_Provided data_.
//! Journey storage and the two concurrency primitives the engine leans on:
//! the single-active index (atomic check-then-insert per campaign/contact
//! pair) and the claim set (due journeys flip out of the schedulable set
//! before any work happens on them).

use crate::model::{ContactJourney, JourneyStatus};
use chrono::{DateTime, Utc};
use dashmap::mapref::entry::Entry;
use dashmap::DashMap;
use std::collections::HashMap;
use std::sync::Arc;
use uuid::Uuid;

/// Result of an enrollment insert against the active index.
#[derive(Debug, Clone, Copy, PartialEq, Eq)]
pub enum InsertOutcome {
    Inserted,
    /// The pair already has an active journey; its id is returned.
    ActiveExists(Uuid),
}

#[derive(Clone, Default)]
pub struct JourneyStore {
    journeys: Arc<DashMap<Uuid, ContactJourney>>,
    active_index: Arc<DashMap<(Uuid, String), Uuid>>,
    claims: Arc<DashMap<Uuid, DateTime<Utc>>>,
}

impl JourneyStore {
    pub fn new() -> Self {
        Self {
            journeys: Arc::new(DashMap::new()),
            active_index: Arc::new(DashMap::new()),
            claims: Arc::new(DashMap::new()),
        }
    }

    /// Insert a new active journey iff the (campaign, contact) pair has
    /// none. The index entry makes the existence check and the insert one
    /// atomic step; two racing enrollments for the same pair cannot both
    /// succeed.
    pub fn insert_active(&self, journey: ContactJourney) -> InsertOutcome {
        let key = (journey.campaign_id, journey.contact_id.clone());
        match self.active_index.entry(key) {
            Entry::Occupied(existing) => InsertOutcome::ActiveExists(*existing.get()),
            Entry::Vacant(slot) => {
                let id = journey.id;
                self.journeys.insert(id, journey);
                slot.insert(id);
                InsertOutcome::Inserted
            }
        }
    }

    /// Put the index entry for a pair back if its slot is empty. Repair
    /// path only; normal enrollment goes through `insert_active`.
    pub(crate) fn restore_index(&self, campaign_id: Uuid, contact_id: &str, journey_id: Uuid) {
        if let Entry::Vacant(slot) = self
            .active_index
            .entry((campaign_id, contact_id.to_string()))
        {
            slot.insert(journey_id);
        }
    }

    /// Store a journey without touching the active index. Exists so tests
    /// can simulate index drift.
    pub(crate) fn insert_unindexed(&self, journey: ContactJourney) {
        self.journeys.insert(journey.id, journey);
    }

    pub fn get(&self, id: &Uuid) -> Option<ContactJourney> {
        self.journeys.get(id).map(|j| j.clone())
    }

    /// Apply a mutation under the journey's map lock. Returns false when
    /// the journey does not exist.
    pub fn modify(&self, id: &Uuid, mutate: impl FnOnce(&mut ContactJourney)) -> bool {
        match self.journeys.get_mut(id) {
            Some(mut journey) => {
                mutate(&mut journey);
                true
            }
            None => false,
        }
    }

    /// Drop the active-index entry for a pair, but only if it still points
    /// at the given journey. A newer journey's slot is never clobbered.
    pub fn clear_active(&self, campaign_id: Uuid, contact_id: &str, journey_id: Uuid) {
        self.active_index
            .remove_if(&(campaign_id, contact_id.to_string()), |_, current| {
                *current == journey_id
            });
    }

    pub fn active_journey_id(&self, campaign_id: Uuid, contact_id: &str) -> Option<Uuid> {
        self.active_index
            .get(&(campaign_id, contact_id.to_string()))
            .map(|entry| *entry.value())
    }

    /// Ids of all active journeys for a contact, across campaigns.
    pub fn active_for_contact(&self, contact_id: &str) -> Vec<Uuid> {
        self.active_index
            .iter()
            .filter(|entry| entry.key().1 == contact_id)
            .map(|entry| *entry.value())
            .collect()
    }

    pub fn for_campaign(&self, campaign_id: Uuid) -> Vec<ContactJourney> {
        self.journeys
            .iter()
            .filter(|j| j.campaign_id == campaign_id)
            .map(|j| j.clone())
            .collect()
    }

    pub fn for_contact(&self, contact_id: &str) -> Vec<ContactJourney> {
        self.journeys
            .iter()
            .filter(|j| j.contact_id == contact_id)
            .map(|j| j.clone())
            .collect()
    }

    /// Active journeys due at or before `now`, excluding ones already
    /// claimed by a running tick.
    pub fn due(&self, now: DateTime<Utc>, limit: usize) -> Vec<Uuid> {
        let mut due: Vec<(DateTime<Utc>, Uuid)> = self
            .journeys
            .iter()
            .filter(|j| {
                j.status == JourneyStatus::Active
                    && j.next_action_at <= now
                    && !self.claims.contains_key(&j.id)
            })
            .map(|j| (j.next_action_at, j.id))
            .collect();
        due.sort();
        due.into_iter().take(limit).map(|(_, id)| id).collect()
    }

    /// Atomically claim a journey for processing. False means another
    /// worker holds it.
    pub fn claim(&self, id: Uuid, now: DateTime<Utc>) -> bool {
        match self.claims.entry(id) {
            Entry::Occupied(_) => false,
            Entry::Vacant(slot) => {
                slot.insert(now);
                true
            }
        }
    }

    pub fn release(&self, id: Uuid) {
        self.claims.remove(&id);
    }

    pub fn claimed_count(&self) -> usize {
        self.claims.len()
    }

    /// Pairs holding more than one active journey. Should always be empty;
    /// a non-empty result is an invariant violation to repair.
    pub fn duplicate_active_pairs(&self) -> Vec<((Uuid, String), Vec<Uuid>)> {
        let mut by_pair: HashMap<(Uuid, String), Vec<Uuid>> = HashMap::new();
        for journey in self.journeys.iter() {
            if journey.status == JourneyStatus::Active {
                by_pair
                    .entry((journey.campaign_id, journey.contact_id.clone()))
                    .or_default()
                    .push(journey.id);
            }
        }
        by_pair.retain(|_, ids| ids.len() > 1);
        by_pair.into_iter().collect()
    }

    pub fn len(&self) -> usize {
        self.journeys.len()
    }

    pub fn is_empty(&self) -> bool {
        self.journeys.is_empty()
    }

    pub fn active_count(&self) -> usize {
        self.active_index.len()
    }
}

#[cfg(test)]
mod tests {
    use super::*;
    use crate::model::{CurrentNode, JourneyProgress, NextAction};
    use dripline_core::types::TriggerEvent;

    fn sample_journey(campaign_id: Uuid, contact_id: &str) -> ContactJourney {
        let now = Utc::now();
        ContactJourney {
            id: Uuid::new_v4(),
            campaign_id,
            contact_id: contact_id.to_string(),
            account_id: "acct-1".into(),
            status: JourneyStatus::Active,
            current_node: CurrentNode::Start,
            next_action: NextAction::SendEmail,
            next_action_at: now,
            step_entered_at: now,
            progress: JourneyProgress::default(),
            trigger_event: TriggerEvent::new("contact_created", "acct-1", contact_id),
            metadata: serde_json::Map::new(),
            exit_reason: None,
            created_at: now,
            updated_at: now,
        }
    }

    #[test]
    fn test_single_active_per_pair() {
        let store = JourneyStore::new();
        let campaign_id = Uuid::new_v4();

        let first = sample_journey(campaign_id, "c-1");
        let first_id = first.id;
        assert_eq!(store.insert_active(first), InsertOutcome::Inserted);

        let second = sample_journey(campaign_id, "c-1");
        assert_eq!(
            store.insert_active(second),
            InsertOutcome::ActiveExists(first_id)
        );

        // A different contact is unaffected
        assert_eq!(
            store.insert_active(sample_journey(campaign_id, "c-2")),
            InsertOutcome::Inserted
        );
        assert_eq!(store.active_count(), 2);
    }

    #[test]
    fn test_concurrent_enrollment_single_winner() {
        let store = JourneyStore::new();
        let campaign_id = Uuid::new_v4();

        let handles: Vec<_> = (0..16)
            .map(|_| {
                let store = store.clone();
                std::thread::spawn(move || {
                    store.insert_active(sample_journey(campaign_id, "c-1"))
                })
            })
            .collect();

        let outcomes: Vec<InsertOutcome> =
            handles.into_iter().map(|h| h.join().unwrap()).collect();
        let inserted = outcomes
            .iter()
            .filter(|o| **o == InsertOutcome::Inserted)
            .count();
        assert_eq!(inserted, 1);
        assert_eq!(store.active_count(), 1);
    }

    #[test]
    fn test_clear_active_only_for_matching_journey() {
        let store = JourneyStore::new();
        let campaign_id = Uuid::new_v4();
        let journey = sample_journey(campaign_id, "c-1");
        let journey_id = journey.id;
        store.insert_active(journey);

        // Wrong id leaves the slot in place
        store.clear_active(campaign_id, "c-1", Uuid::new_v4());
        assert_eq!(
            store.active_journey_id(campaign_id, "c-1"),
            Some(journey_id)
        );

        store.clear_active(campaign_id, "c-1", journey_id);
        assert_eq!(store.active_journey_id(campaign_id, "c-1"), None);
    }

    #[test]
    fn test_due_respects_claims_and_order() {
        let store = JourneyStore::new();
        let campaign_id = Uuid::new_v4();
        let now = Utc::now();

        let mut early = sample_journey(campaign_id, "c-1");
        early.next_action_at = now - chrono::Duration::minutes(10);
        let early_id = early.id;
        let mut late = sample_journey(campaign_id, "c-2");
        late.next_action_at = now - chrono::Duration::minutes(1);
        let late_id = late.id;
        let mut future = sample_journey(campaign_id, "c-3");
        future.next_action_at = now + chrono::Duration::minutes(5);

        store.insert_active(early);
        store.insert_active(late);
        store.insert_active(future);

        assert_eq!(store.due(now, 10), vec![early_id, late_id]);

        assert!(store.claim(early_id, now));
        assert!(!store.claim(early_id, now));
        assert_eq!(store.due(now, 10), vec![late_id]);

        store.release(early_id);
        assert_eq!(store.due(now, 10), vec![early_id, late_id]);
    }

    #[test]
    fn test_duplicate_active_pairs_detection() {
        let store = JourneyStore::new();
        let campaign_id = Uuid::new_v4();

        // Bypass the index to simulate a corrupted state
        store.insert_unindexed(sample_journey(campaign_id, "c-1"));
        store.insert_unindexed(sample_journey(campaign_id, "c-1"));

        let pairs = store.duplicate_active_pairs();
        assert_eq!(pairs.len(), 1);
        assert_eq!(pairs[0].1.len(), 2);
    }
}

_Your instructions_.
Pull out every line above that holds the word "check".

_Answer space_.
//! the single-active index (atomic check-then-insert per campaign/contact
    /// none. The index entry makes the existence check and the insert one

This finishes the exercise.